**** PROVIDED RECORDS
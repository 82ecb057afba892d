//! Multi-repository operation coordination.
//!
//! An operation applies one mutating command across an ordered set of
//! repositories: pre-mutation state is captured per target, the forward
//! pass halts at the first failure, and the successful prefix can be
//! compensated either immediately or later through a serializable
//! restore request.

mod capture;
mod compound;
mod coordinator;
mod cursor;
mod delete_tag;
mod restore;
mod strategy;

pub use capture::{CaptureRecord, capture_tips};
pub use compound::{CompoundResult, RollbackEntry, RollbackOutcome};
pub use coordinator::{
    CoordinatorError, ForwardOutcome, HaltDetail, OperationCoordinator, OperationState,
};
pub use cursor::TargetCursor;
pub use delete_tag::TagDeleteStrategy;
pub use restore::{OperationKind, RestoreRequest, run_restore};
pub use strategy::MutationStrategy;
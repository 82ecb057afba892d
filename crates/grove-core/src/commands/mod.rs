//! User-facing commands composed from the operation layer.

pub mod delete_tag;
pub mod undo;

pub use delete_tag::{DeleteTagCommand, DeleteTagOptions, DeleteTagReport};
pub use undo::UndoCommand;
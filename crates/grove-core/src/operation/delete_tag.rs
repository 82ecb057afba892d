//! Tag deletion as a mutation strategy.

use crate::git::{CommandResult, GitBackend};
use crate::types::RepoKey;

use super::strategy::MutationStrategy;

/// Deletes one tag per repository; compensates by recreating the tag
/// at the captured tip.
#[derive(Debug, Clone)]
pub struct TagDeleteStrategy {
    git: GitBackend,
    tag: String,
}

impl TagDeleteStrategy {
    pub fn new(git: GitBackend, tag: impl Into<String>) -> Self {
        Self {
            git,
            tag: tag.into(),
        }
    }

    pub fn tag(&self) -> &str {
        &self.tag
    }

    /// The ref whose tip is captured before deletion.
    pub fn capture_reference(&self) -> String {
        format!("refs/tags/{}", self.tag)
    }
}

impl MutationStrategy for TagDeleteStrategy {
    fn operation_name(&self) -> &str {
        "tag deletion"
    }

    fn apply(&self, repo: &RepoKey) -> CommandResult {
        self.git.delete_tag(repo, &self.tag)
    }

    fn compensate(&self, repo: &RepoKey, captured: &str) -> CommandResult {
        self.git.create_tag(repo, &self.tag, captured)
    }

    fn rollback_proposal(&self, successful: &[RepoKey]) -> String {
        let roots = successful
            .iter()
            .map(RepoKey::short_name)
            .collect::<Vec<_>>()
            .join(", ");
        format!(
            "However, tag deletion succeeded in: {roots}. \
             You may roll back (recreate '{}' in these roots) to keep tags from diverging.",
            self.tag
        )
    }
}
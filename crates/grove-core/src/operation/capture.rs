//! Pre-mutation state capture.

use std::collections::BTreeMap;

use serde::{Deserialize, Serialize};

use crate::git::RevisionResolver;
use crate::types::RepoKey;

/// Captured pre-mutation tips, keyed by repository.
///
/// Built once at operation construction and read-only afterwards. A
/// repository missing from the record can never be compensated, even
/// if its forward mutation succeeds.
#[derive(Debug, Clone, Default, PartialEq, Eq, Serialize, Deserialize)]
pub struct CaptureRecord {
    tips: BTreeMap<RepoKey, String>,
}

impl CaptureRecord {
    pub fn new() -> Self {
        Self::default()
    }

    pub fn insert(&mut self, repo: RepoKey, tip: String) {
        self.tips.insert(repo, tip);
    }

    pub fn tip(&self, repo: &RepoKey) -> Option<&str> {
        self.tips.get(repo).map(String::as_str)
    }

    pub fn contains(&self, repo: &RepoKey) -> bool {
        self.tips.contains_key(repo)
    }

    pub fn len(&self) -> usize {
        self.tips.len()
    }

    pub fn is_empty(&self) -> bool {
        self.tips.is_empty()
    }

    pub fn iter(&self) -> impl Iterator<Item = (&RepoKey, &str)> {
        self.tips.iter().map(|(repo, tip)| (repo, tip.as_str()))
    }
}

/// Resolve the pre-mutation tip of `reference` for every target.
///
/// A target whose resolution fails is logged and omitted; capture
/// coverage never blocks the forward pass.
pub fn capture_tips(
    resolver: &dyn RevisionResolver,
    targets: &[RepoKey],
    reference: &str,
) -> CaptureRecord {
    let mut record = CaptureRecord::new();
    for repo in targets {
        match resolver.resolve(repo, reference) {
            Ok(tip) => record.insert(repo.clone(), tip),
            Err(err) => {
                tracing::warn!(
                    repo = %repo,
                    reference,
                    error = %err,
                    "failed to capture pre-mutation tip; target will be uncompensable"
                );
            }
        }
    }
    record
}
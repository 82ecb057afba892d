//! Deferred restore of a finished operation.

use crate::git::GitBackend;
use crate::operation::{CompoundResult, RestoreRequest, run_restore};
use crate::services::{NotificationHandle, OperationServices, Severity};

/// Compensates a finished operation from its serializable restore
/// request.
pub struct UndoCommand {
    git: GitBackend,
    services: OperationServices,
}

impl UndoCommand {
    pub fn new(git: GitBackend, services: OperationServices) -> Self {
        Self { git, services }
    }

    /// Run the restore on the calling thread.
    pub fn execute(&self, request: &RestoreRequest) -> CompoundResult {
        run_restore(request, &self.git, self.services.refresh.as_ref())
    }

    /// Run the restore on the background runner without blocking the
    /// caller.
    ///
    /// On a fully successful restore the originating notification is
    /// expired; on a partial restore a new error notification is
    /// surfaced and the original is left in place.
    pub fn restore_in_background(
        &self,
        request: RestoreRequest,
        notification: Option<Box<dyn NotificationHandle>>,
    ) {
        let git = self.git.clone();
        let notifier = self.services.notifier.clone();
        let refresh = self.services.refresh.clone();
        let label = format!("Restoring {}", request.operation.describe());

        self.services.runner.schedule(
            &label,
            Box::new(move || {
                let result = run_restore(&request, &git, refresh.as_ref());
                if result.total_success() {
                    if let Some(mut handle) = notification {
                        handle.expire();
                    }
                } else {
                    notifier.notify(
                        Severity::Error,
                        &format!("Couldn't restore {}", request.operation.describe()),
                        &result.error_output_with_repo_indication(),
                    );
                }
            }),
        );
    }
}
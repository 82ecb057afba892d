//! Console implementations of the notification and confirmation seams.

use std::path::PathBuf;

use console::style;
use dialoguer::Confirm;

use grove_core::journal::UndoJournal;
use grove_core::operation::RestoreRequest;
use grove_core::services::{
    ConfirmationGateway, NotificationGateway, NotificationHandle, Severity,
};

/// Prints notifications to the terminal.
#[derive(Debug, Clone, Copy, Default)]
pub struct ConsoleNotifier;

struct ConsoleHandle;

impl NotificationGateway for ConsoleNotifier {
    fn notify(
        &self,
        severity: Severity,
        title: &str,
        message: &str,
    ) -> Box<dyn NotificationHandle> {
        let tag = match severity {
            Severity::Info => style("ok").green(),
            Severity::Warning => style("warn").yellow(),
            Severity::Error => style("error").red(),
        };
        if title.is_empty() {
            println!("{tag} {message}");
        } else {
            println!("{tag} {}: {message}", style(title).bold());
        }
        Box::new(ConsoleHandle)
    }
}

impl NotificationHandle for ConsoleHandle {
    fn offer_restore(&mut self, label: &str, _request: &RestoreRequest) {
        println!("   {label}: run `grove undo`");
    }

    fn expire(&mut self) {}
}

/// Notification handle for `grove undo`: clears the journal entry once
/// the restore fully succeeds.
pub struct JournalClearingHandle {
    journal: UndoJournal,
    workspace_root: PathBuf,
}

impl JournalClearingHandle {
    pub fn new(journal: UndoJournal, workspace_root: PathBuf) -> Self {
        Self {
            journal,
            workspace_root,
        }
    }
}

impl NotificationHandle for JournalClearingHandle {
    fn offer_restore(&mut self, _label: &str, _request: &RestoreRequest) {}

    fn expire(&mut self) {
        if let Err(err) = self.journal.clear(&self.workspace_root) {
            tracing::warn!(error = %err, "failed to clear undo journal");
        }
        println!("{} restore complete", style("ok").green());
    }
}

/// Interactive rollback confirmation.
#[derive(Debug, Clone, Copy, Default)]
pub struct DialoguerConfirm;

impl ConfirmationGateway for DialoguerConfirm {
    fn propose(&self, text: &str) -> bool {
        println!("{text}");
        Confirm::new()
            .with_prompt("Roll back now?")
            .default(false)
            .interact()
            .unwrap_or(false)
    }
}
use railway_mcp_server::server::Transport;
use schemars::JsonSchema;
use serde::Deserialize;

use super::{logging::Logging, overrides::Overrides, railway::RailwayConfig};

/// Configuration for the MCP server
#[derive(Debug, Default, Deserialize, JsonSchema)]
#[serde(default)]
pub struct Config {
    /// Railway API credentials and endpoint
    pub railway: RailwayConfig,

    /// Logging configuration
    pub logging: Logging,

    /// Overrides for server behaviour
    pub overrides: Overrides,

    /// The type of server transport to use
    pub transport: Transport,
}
********
**** PROVIDED RECORDS
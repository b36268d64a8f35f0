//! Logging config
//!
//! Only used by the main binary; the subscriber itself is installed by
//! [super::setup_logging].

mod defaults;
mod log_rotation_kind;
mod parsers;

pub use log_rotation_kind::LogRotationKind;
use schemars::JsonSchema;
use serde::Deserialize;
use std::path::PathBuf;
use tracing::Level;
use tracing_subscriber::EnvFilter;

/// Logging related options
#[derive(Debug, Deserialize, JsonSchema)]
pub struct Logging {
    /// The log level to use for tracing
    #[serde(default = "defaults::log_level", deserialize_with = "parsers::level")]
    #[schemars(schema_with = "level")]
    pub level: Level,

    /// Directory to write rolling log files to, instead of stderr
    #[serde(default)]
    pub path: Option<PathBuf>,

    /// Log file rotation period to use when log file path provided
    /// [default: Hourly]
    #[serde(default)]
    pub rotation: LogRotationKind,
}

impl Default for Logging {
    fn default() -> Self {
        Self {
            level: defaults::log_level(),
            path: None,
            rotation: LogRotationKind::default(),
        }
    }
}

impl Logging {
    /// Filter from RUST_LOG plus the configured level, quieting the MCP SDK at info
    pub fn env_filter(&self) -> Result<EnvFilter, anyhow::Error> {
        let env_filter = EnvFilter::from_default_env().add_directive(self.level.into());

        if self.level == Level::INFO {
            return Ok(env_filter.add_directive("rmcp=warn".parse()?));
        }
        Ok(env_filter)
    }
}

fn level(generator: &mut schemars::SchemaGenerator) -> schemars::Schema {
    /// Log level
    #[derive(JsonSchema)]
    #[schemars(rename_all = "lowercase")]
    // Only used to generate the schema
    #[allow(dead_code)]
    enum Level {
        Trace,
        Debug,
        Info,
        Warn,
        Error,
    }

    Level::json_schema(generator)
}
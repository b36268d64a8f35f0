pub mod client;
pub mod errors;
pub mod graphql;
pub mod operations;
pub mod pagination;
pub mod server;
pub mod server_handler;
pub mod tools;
********
**** PROVIDED RECORDS
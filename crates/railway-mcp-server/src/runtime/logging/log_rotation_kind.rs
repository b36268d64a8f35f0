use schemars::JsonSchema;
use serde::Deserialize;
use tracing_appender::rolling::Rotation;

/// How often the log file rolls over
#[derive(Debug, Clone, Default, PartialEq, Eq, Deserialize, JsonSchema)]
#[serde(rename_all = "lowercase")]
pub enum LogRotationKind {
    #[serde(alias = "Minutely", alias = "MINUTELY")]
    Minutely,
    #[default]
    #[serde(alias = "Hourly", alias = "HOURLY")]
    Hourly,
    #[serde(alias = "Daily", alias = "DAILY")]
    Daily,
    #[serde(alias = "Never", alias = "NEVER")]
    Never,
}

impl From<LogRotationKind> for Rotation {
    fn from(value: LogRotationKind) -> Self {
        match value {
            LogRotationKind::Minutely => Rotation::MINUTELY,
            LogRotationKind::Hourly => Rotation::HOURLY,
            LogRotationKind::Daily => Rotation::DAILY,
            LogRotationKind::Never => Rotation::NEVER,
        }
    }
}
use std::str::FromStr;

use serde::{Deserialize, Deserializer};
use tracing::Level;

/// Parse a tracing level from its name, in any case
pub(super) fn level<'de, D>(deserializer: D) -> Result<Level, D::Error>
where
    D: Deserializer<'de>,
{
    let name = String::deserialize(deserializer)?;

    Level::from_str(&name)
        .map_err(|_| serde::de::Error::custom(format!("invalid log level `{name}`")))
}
********
● GOAL OF THE EXERCISE: Go through the entries. Report every line that contains the word "style".

● TASK SOLUTION:
use console::style;
            Severity::Info => style("ok").green(),
            Severity::Warning => style("warn").yellow(),
            Severity::Error => style("error").red(),
            println!("{tag} {}: {message}", style(title).bold());
        println!("{} restore complete", style("ok").green());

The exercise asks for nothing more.